TASK ITEM>
Give the number of lines in the material below that hold "RestaurantView", and nothing besides.

INPUT RECORDS>
..............................
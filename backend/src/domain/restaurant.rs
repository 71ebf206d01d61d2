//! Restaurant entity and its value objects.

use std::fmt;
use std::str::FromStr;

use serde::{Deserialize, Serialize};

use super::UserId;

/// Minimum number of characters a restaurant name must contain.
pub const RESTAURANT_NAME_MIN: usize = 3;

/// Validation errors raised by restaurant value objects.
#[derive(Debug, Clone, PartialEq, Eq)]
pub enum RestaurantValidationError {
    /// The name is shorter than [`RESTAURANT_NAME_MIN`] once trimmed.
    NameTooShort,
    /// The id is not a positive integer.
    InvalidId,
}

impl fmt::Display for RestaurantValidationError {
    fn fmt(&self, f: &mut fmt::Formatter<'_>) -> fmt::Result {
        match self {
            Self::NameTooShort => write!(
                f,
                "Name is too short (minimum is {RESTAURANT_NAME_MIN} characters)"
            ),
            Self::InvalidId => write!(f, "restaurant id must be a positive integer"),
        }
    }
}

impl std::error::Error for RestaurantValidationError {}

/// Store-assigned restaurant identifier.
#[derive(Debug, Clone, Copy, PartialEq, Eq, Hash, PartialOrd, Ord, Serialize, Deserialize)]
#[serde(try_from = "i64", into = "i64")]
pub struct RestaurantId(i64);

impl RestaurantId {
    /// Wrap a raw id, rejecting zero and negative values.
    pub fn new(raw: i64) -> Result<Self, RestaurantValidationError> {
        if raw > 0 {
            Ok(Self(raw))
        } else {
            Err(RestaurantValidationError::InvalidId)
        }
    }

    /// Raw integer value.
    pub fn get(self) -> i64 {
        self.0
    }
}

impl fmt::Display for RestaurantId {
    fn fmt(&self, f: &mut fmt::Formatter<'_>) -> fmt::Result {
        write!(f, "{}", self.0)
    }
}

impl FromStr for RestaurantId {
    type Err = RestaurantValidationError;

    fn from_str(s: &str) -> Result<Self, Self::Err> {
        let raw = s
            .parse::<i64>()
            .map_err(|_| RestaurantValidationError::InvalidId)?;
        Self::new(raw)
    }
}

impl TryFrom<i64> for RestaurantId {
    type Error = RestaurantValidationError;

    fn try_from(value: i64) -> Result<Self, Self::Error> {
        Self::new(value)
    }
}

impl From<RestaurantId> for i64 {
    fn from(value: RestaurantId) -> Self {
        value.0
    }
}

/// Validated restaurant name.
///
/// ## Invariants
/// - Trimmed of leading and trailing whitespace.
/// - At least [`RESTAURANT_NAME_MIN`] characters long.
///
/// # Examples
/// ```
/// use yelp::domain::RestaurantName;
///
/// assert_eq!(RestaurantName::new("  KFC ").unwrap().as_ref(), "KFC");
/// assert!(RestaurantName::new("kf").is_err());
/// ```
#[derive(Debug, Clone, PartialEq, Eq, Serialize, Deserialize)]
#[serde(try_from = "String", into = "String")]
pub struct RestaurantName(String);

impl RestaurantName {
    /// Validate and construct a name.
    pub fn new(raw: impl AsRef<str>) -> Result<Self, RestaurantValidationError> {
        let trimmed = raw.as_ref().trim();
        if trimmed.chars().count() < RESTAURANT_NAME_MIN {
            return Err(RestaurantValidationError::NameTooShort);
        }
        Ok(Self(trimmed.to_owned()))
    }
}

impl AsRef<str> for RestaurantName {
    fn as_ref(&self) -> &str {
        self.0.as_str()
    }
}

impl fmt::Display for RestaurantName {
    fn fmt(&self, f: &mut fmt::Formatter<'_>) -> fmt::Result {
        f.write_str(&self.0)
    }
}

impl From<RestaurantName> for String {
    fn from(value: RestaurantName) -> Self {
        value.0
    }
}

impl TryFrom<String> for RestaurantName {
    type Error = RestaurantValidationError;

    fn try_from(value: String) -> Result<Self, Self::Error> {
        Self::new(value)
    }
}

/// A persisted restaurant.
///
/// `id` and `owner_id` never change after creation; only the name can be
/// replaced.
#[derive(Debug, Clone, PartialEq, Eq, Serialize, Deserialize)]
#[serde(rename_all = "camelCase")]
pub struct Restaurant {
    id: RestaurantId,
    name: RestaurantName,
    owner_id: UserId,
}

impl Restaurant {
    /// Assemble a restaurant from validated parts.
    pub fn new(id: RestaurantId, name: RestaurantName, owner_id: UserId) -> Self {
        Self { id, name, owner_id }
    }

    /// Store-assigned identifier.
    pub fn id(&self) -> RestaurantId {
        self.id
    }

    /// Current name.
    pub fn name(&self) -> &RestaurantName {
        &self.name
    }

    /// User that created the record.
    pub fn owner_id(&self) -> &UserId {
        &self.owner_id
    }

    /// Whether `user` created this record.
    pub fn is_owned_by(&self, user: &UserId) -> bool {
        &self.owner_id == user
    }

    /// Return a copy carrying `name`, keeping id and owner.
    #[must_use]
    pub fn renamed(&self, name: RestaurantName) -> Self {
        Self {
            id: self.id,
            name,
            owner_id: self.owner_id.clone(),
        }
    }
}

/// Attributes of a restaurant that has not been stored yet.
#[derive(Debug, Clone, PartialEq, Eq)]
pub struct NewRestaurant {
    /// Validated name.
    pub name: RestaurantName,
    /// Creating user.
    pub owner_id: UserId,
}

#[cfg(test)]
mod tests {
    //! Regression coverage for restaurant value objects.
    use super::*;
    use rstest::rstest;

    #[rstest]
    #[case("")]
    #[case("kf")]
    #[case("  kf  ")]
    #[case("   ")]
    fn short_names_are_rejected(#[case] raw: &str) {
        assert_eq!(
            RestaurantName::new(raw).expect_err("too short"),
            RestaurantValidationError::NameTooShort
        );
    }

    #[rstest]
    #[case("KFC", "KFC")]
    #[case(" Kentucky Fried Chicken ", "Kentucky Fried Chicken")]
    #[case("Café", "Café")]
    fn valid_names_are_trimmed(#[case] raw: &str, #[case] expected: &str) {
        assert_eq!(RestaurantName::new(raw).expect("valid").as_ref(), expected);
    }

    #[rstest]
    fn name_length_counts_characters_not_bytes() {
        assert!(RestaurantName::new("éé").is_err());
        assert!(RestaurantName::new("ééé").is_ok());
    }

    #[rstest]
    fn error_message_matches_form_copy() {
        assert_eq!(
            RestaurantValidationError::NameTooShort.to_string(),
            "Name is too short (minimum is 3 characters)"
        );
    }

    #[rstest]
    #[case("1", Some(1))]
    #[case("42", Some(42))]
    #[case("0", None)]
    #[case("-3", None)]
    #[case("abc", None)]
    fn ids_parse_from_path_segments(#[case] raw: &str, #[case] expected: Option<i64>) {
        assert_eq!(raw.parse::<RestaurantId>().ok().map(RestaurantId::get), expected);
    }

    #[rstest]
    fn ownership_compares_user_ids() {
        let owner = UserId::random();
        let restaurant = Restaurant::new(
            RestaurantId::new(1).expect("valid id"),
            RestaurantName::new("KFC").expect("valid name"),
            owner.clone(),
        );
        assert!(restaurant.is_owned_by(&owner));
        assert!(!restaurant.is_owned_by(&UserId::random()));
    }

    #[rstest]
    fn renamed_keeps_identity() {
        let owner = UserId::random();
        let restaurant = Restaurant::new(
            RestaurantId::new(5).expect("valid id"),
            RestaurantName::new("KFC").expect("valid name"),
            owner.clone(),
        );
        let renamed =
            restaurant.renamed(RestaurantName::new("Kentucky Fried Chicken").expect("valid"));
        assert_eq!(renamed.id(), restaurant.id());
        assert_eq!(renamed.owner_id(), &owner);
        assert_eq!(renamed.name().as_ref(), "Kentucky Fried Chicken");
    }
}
..............................
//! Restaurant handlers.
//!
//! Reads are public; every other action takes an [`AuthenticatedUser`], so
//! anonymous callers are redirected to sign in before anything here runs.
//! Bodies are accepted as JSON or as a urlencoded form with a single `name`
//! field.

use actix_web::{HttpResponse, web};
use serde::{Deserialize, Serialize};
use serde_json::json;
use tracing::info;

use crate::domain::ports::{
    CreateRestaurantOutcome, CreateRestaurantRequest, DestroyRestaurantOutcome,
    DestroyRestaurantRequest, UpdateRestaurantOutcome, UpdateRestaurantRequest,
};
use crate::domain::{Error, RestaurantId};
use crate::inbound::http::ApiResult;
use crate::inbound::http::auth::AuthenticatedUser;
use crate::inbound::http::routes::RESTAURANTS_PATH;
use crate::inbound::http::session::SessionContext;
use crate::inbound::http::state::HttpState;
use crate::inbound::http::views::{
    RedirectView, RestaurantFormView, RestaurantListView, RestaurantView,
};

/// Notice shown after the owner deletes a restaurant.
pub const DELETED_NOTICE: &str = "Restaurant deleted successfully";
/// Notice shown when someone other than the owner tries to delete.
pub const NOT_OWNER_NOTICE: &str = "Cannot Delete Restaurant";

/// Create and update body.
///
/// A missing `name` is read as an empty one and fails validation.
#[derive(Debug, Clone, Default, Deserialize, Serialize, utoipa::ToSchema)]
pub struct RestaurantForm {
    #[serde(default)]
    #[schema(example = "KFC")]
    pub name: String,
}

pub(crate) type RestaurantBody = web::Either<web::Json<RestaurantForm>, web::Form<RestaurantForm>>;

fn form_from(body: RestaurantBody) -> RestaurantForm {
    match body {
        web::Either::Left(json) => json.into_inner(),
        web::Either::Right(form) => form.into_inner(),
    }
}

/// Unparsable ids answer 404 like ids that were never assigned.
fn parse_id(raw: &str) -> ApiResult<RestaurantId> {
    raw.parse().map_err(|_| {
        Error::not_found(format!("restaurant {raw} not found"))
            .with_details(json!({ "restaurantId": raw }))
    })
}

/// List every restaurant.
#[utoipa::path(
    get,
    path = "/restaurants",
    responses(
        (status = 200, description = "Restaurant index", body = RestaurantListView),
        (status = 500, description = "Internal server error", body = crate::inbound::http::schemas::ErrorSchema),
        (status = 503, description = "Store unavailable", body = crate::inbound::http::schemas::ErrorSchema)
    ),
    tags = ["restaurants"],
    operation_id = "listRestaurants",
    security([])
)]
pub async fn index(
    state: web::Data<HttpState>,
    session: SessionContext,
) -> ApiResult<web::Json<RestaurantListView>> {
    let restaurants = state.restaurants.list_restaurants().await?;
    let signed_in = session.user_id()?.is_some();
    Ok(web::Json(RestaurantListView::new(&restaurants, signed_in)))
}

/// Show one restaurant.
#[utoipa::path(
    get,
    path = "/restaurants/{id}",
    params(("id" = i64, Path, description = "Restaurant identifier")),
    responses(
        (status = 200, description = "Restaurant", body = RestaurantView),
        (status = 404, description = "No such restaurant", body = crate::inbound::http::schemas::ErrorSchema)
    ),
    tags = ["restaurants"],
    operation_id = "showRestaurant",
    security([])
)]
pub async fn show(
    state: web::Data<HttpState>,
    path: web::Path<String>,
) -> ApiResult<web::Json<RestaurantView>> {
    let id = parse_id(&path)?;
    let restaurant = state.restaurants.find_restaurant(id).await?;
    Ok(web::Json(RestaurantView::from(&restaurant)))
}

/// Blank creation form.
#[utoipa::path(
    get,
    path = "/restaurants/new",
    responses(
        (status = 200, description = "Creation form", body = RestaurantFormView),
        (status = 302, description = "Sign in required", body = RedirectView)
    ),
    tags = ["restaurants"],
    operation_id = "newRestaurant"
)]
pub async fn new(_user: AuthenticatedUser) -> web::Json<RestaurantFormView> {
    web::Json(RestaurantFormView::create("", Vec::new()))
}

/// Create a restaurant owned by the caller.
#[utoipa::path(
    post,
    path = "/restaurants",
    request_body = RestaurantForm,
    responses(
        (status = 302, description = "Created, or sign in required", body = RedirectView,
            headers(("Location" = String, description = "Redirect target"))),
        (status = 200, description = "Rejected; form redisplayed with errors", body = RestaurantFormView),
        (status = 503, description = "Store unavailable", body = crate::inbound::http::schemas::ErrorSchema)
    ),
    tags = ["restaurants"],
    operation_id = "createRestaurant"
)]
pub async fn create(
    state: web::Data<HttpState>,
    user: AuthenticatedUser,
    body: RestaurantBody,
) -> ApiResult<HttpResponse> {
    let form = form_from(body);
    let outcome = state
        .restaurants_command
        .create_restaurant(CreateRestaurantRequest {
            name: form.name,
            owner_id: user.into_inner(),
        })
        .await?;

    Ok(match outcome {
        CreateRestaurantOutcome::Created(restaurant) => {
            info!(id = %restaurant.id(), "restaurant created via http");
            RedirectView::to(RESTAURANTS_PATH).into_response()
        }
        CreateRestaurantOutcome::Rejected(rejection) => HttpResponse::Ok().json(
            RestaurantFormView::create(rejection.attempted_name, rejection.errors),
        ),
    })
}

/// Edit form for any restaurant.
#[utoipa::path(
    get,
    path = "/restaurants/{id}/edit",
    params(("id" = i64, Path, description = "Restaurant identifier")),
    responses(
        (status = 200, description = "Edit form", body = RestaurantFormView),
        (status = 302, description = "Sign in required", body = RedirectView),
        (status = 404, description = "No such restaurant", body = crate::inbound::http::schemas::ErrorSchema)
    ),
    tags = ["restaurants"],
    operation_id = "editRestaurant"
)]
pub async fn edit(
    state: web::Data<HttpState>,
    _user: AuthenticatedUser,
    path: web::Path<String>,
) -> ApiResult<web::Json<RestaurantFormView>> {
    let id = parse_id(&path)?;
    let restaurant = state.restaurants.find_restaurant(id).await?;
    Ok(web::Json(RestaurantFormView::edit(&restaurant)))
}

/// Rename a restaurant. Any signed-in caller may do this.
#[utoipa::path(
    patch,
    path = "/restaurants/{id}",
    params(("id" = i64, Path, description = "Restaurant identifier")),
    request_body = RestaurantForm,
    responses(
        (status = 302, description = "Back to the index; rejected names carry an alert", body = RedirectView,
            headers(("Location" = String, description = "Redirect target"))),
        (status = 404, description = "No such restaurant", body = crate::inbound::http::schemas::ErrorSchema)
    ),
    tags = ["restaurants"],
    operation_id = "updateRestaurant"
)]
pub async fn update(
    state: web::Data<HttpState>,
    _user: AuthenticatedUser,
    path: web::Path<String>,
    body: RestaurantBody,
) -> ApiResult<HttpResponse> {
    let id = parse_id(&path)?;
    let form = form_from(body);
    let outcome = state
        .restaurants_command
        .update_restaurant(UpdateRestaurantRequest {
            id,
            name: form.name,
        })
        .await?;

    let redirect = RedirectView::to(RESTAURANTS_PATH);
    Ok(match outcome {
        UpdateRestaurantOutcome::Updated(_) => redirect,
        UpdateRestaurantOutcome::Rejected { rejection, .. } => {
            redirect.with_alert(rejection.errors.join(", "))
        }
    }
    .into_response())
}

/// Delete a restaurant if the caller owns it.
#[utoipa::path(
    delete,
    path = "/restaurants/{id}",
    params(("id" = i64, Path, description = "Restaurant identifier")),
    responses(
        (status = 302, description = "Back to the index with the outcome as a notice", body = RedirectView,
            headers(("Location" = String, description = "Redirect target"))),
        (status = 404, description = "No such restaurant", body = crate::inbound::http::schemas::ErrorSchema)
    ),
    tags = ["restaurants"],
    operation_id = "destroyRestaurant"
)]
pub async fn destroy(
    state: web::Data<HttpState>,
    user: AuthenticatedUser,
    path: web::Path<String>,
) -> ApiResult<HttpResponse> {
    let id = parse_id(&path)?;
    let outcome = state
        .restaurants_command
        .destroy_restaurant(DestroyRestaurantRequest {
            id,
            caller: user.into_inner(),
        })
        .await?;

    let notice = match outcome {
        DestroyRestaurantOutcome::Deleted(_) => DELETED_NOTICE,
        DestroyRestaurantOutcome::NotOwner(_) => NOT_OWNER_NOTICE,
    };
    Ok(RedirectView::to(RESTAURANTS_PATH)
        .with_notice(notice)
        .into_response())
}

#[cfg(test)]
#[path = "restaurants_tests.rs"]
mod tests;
..............................
RESULT FOR THIS EXERCISE>
4